Data entries:

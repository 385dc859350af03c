//! Vaultline server components.
//!
//! Server-side glue around [`vaultline_core`]'s pure authorization logic:
//! store seams with in-memory implementations, the revocation oracle, the
//! prekey bundle broker, the replay guard, and the sans-IO [`SessionDriver`]
//! that a transport runtime feeds events and executes actions for.
//!
//! # Components
//!
//! - [`SessionDriver`]: event-driven orchestrator (pure logic, no I/O)
//! - [`RevocationOracle`]: credential generation checks with a TTL cache
//! - [`PrekeyBundleBroker`]: bundle publication and single-use claims
//! - [`ReplayGuard`]: duplicate ciphertext suppression with degraded-mode
//!   fallback
//! - [`store`]: collaborator traits plus memory and chaos implementations
//! - [`SystemEnv`]: production environment (real time, crypto RNG)

#![forbid(unsafe_code)]
#![warn(missing_docs)]

mod driver;
mod prekey;
mod registry;
mod replay;
mod revocation;
pub mod store;
mod system_env;

pub use driver::{
    CLOSE_UNAUTHORIZED, DriverConfig, DriverError, LogLevel, SessionAction, SessionDriver,
    SessionEvent,
};
pub use prekey::{
    BundleUpload, ClaimContext, ClaimedBundle, PrekeyBundleBroker, PrekeyError,
};
pub use registry::{ConnectionId, SessionRegistry};
pub use replay::{DEFAULT_REPLAY_TTL, ReplayGuard};
pub use revocation::{
    DEFAULT_GENERATION_TTL, RevocationConfig, RevocationError, RevocationOracle,
};
pub use system_env::SystemEnv;

/// Channel identifier well-formedness, re-exported from the core crate.
pub use vaultline_core::channel_id;
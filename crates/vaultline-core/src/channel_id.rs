//! Channel identifier validation.
//!
//! Channel (chat room) identifiers are 24-character hexadecimal strings,
//! matching the document store's object id format. Join requests with
//! anything else are rejected before any membership lookup happens.

/// Required identifier length.
pub const CHANNEL_ID_LEN: usize = 24;

/// Whether `id` is a well-formed channel identifier.
///
/// Accepts exactly 24 ASCII hex digits, either case.
#[must_use]
pub fn is_well_formed(id: &str) -> bool {
    id.len() == CHANNEL_ID_LEN && id.bytes().all(|b| b.is_ascii_hexdigit())
}
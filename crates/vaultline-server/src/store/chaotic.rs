//! Chaotic cache wrapper for fault injection testing.
//!
//! Wraps a [`ReplayCache`] and randomly fails operations to verify that the
//! ReplayGuard degrades to its in-process fallback instead of propagating
//! infrastructure errors into message delivery.

#![allow(clippy::expect_used, reason = "Mutex poisoning should cause a panic")]

use std::{
    sync::{Arc, Mutex},
    time::Duration,
};

use super::{CacheError, ReplayCache};

/// Simple deterministic RNG for chaos injection.
///
/// Linear congruential generator: fast, and reproducible with the same seed
/// so chaos tests can be replayed.
#[derive(Debug)]
struct ChaoticRng {
    state: u64,
}

impl ChaoticRng {
    fn new(seed: u64) -> Self {
        Self { state: seed }
    }

    /// Next value in [0.0, 1.0).
    fn next(&mut self) -> f64 {
        // LCG constants from Numerical Recipes
        const A: u64 = 1_664_525;
        const C: u64 = 1_013_904_223;
        const M: u64 = 1u64 << 32;

        self.state = (A.wrapping_mul(self.state).wrapping_add(C)) % M;
        (self.state as f64) / (M as f64)
    }

    fn should_fail(&mut self, failure_rate: f64) -> bool {
        self.next() < failure_rate
    }
}

/// Cache wrapper that randomly injects `CacheError::Unavailable`.
///
/// Delegates to the underlying cache otherwise. `Clone` shares the RNG
/// state so failure sequencing stays deterministic across clones.
#[derive(Debug, Clone)]
pub struct ChaoticCache<C: ReplayCache> {
    inner: C,
    /// Failure rate (0.0 = never fail, 1.0 = always fail).
    failure_rate: f64,
    rng: Arc<Mutex<ChaoticRng>>,
}

impl<C: ReplayCache> ChaoticCache<C> {
    /// Create a chaotic wrapper with the default seed.
    ///
    /// # Panics
    ///
    /// Panics if `failure_rate` is not in [0.0, 1.0].
    pub fn new(inner: C, failure_rate: f64) -> Self {
        Self::with_seed(inner, failure_rate, 0x1234_5678_9ABC_DEF0)
    }

    /// Create with an explicit seed for reproducible chaos.
    ///
    /// # Panics
    ///
    /// Panics if `failure_rate` is not in [0.0, 1.0].
    pub fn with_seed(inner: C, failure_rate: f64, seed: u64) -> Self {
        assert!(
            (0.0..=1.0).contains(&failure_rate),
            "failure_rate must be between 0.0 and 1.0, got {failure_rate}"
        );

        Self { inner, failure_rate, rng: Arc::new(Mutex::new(ChaoticRng::new(seed))) }
    }

    /// Underlying cache (for checking invariants after chaos).
    pub fn inner(&self) -> &C {
        &self.inner
    }

    fn should_fail(&self) -> bool {
        self.rng.lock().expect("ChaoticRng mutex poisoned").should_fail(self.failure_rate)
    }
}

impl<C: ReplayCache> ReplayCache for ChaoticCache<C> {
    fn set_if_absent(&self, key: &str, ttl: Duration) -> Result<bool, CacheError> {
        if self.should_fail() {
            return Err(CacheError::Unavailable("injected failure".to_owned()));
        }
        self.inner.set_if_absent(key, ttl)
    }
}
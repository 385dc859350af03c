//! Collaborator store seams.
//!
//! Trait-based abstractions for the external document store (principals,
//! prekey bundles, chat membership) and the shared replay cache. The traits
//! are synchronous (no async) to keep the authorization logic pure; the
//! production glue adapts them to whatever client library it uses.
//!
//! Implementations must be `Clone + Send + Sync`, typically sharing state
//! via `Arc`, so the same store can back multiple components.

mod chaotic;
mod error;
mod memory;

use std::{collections::HashSet, time::Duration};

pub use chaotic::ChaoticCache;
pub use error::{CacheError, StoreError};
pub use memory::{MemoryBundles, MemoryMembership, MemoryPrincipals, MemoryReplayCache};
use serde::{Deserialize, Serialize};

/// Signed prekey inside a bundle: medium-term key plus the owner's
/// signature over it.
#[derive(Debug, Clone, PartialEq, Eq, Serialize, Deserialize)]
#[serde(rename_all = "camelCase")]
pub struct SignedPreKey {
    /// Owner-assigned key identifier.
    pub key_id: u32,
    /// Base64 public key.
    pub public_key: String,
    /// Base64 signature by the owner's identity key.
    pub signature: String,
}

/// One-time prekey: consumed by exactly one correspondent.
#[derive(Debug, Clone, PartialEq, Eq, Serialize, Deserialize)]
#[serde(rename_all = "camelCase")]
pub struct OneTimePreKey {
    /// Owner-assigned key identifier.
    pub key_id: u32,
    /// Base64 public key.
    pub public_key: String,
    /// Whether a correspondent has already claimed this key.
    #[serde(default)]
    pub used: bool,
}

/// Who may claim from a bundle.
#[derive(Debug, Clone, Default, PartialEq, Eq, Serialize, Deserialize)]
#[serde(rename_all = "camelCase")]
pub struct AccessPolicy {
    /// Any authenticated principal may claim.
    #[serde(default)]
    pub allow_any_requester: bool,
    /// Principals explicitly allowed to claim.
    #[serde(default)]
    pub allowed_requesters: HashSet<String>,
}

/// A principal's published prekey bundle as persisted.
///
/// Updated only by full replacement; the one-time key `used` flags are the
/// single exception, flipped via [`BundleStore::consume_one_time_key`].
#[derive(Debug, Clone, PartialEq, Eq, Serialize, Deserialize)]
#[serde(rename_all = "camelCase")]
pub struct StoredBundle {
    /// Base64 long-term identity public key.
    pub identity_key: String,
    /// Medium-term signed prekey.
    pub signed_pre_key: SignedPreKey,
    /// One-time prekeys in publication order.
    pub one_time_pre_keys: Vec<OneTimePreKey>,
    /// Claim authorization policy.
    #[serde(flatten)]
    pub policy: AccessPolicy,
}

/// Principal attributes relevant to revocation.
pub trait PrincipalStore: Clone + Send + Sync + 'static {
    /// Current credential generation for a principal.
    ///
    /// Returns `None` if the principal does not exist (deleted accounts
    /// invalidate every outstanding credential).
    fn generation(&self, principal_id: &str) -> Result<Option<u64>, StoreError>;
}

/// Chat membership lookups, delegated to the external chat store.
pub trait MembershipStore: Clone + Send + Sync + 'static {
    /// Whether `principal_id` is a member of `channel_id`.
    fn is_member(&self, channel_id: &str, principal_id: &str) -> Result<bool, StoreError>;
}

/// Prekey bundle persistence.
pub trait BundleStore: Clone + Send + Sync + 'static {
    /// Replace the owner's bundle atomically (policy and key set included;
    /// no partial merge).
    fn replace_bundle(&self, owner_id: &str, bundle: StoredBundle) -> Result<(), StoreError>;

    /// Load the owner's bundle. `None` if the owner never published one.
    fn load_bundle(&self, owner_id: &str) -> Result<Option<StoredBundle>, StoreError>;

    /// Conditionally mark one-time key `key_id` as used, guarded by
    /// "still unused" — the compare-and-swap this system's single-use
    /// guarantee rests on.
    ///
    /// Returns `true` if THIS call flipped the flag; `false` if the key was
    /// already used (a concurrent claimant won) or does not exist.
    fn consume_one_time_key(&self, owner_id: &str, key_id: u32) -> Result<bool, StoreError>;
}

/// Shared fast key-value cache for replay suppression.
pub trait ReplayCache: Clone + Send + Sync + 'static {
    /// Atomic set-if-absent-with-expiry.
    ///
    /// Returns `true` when the key was newly set, `false` when it already
    /// exists and its TTL has not lapsed. Errors mean the cache is
    /// unreachable; callers degrade to their fallback path.
    fn set_if_absent(&self, key: &str, ttl: Duration) -> Result<bool, CacheError>;
}
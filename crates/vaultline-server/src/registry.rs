//! Connection registry: live sessions and channel subscriptions.
//!
//! Bidirectional mapping between connections and channels:
//! - `channel → connections` answers "who receives this broadcast"
//! - each session's joined set answers "what to clean up on disconnect"
//!
//! The registry owns the per-connection [`ChannelSession`] state machines;
//! the driver consults and mutates them through it. Single-writer: the
//! driver task is the only mutator, so no interior locking.

use std::{
    collections::{HashMap, HashSet},
    ops::Sub,
    time::Duration,
};

use vaultline_core::{ChannelSession, SessionConfig};

/// Server-assigned connection identifier.
pub type ConnectionId = u64;

/// Tracks every live connection and its channel subscriptions.
#[derive(Debug)]
pub struct SessionRegistry<I>
where
    I: Copy + Ord + Send + Sync + Sub<Output = Duration>,
{
    sessions: HashMap<ConnectionId, ChannelSession<I>>,
    channel_members: HashMap<String, HashSet<ConnectionId>>,
}

impl<I> Default for SessionRegistry<I>
where
    I: Copy + Ord + Send + Sync + Sub<Output = Duration>,
{
    fn default() -> Self {
        Self::new()
    }
}

impl<I> SessionRegistry<I>
where
    I: Copy + Ord + Send + Sync + Sub<Output = Duration>,
{
    /// Create an empty registry.
    pub fn new() -> Self {
        Self { sessions: HashMap::new(), channel_members: HashMap::new() }
    }

    /// Register a connection with a fresh unauthenticated session.
    ///
    /// Returns `false` if the connection id is already registered.
    pub fn register(&mut self, connection_id: ConnectionId, config: SessionConfig) -> bool {
        if self.sessions.contains_key(&connection_id) {
            return false;
        }
        self.sessions.insert(connection_id, ChannelSession::new(config));
        true
    }

    /// Remove a connection and drop all its channel subscriptions.
    ///
    /// Returns the channels it was subscribed to, for farewell handling.
    pub fn unregister(&mut self, connection_id: ConnectionId) -> Option<HashSet<String>> {
        let session = self.sessions.remove(&connection_id)?;
        let channels: HashSet<String> = session.joined().map(str::to_owned).collect();
        for channel in &channels {
            self.remove_subscription(channel, connection_id);
        }
        Some(channels)
    }

    /// Session state for a connection.
    pub fn session(&self, connection_id: ConnectionId) -> Option<&ChannelSession<I>> {
        self.sessions.get(&connection_id)
    }

    /// Mutable session state for a connection.
    pub fn session_mut(&mut self, connection_id: ConnectionId) -> Option<&mut ChannelSession<I>> {
        self.sessions.get_mut(&connection_id)
    }

    /// Subscribe a connection to a channel.
    ///
    /// Returns `false` if the connection is not registered or its session
    /// is not authenticated.
    pub fn subscribe(&mut self, connection_id: ConnectionId, channel_id: &str) -> bool {
        let Some(session) = self.sessions.get_mut(&connection_id) else {
            return false;
        };
        if session.join(channel_id).is_err() {
            return false;
        }
        self.channel_members.entry(channel_id.to_owned()).or_default().insert(connection_id);
        true
    }

    /// Unsubscribe a connection from a channel.
    ///
    /// Returns `true` if it was subscribed.
    pub fn unsubscribe(&mut self, connection_id: ConnectionId, channel_id: &str) -> bool {
        let left = self
            .sessions
            .get_mut(&connection_id)
            .is_some_and(|session| session.leave(channel_id));
        self.remove_subscription(channel_id, connection_id);
        left
    }

    /// Whether a connection is subscribed to a channel.
    pub fn is_subscribed(&self, connection_id: ConnectionId, channel_id: &str) -> bool {
        self.channel_members.get(channel_id).is_some_and(|members| members.contains(&connection_id))
    }

    /// Connections subscribed to a channel, for broadcast fan-out.
    pub fn subscribers(&self, channel_id: &str) -> impl Iterator<Item = ConnectionId> + '_ {
        self.channel_members.get(channel_id).into_iter().flat_map(|members| members.iter().copied())
    }

    /// Number of live connections.
    pub fn connection_count(&self) -> usize {
        self.sessions.len()
    }

    fn remove_subscription(&mut self, channel_id: &str, connection_id: ConnectionId) {
        if let Some(members) = self.channel_members.get_mut(channel_id) {
            members.remove(&connection_id);
            if members.is_empty() {
                self.channel_members.remove(channel_id);
            }
        }
    }
}
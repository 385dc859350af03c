//! Store and cache error types.

use thiserror::Error;

/// Document store failure.
///
/// Retryable from the caller's perspective: the RevocationOracle and
/// PrekeyBundleBroker propagate these as transient infrastructure errors
/// rather than authorization decisions.
#[derive(Error, Debug, Clone, PartialEq, Eq)]
pub enum StoreError {
    /// The store could not be reached or timed out.
    #[error("store unavailable: {0}")]
    Unavailable(String),

    /// A stored document failed to deserialize or violated an invariant.
    #[error("store corruption: {0}")]
    Corruption(String),
}

/// Shared replay cache failure.
///
/// Never propagated past the ReplayGuard: cache outage degrades to the
/// in-process fallback window instead of blocking message delivery.
#[derive(Error, Debug, Clone, PartialEq, Eq)]
pub enum CacheError {
    /// The cache could not be reached or timed out.
    #[error("cache unavailable: {0}")]
    Unavailable(String),
}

> [Problem description]: Would you show every line in the data above that contains the string "randomly"?

> [Your response]:
//! Wraps a [`ReplayCache`] and randomly fails operations to verify that the
/// Cache wrapper that randomly injects `CacheError::Unavailable`.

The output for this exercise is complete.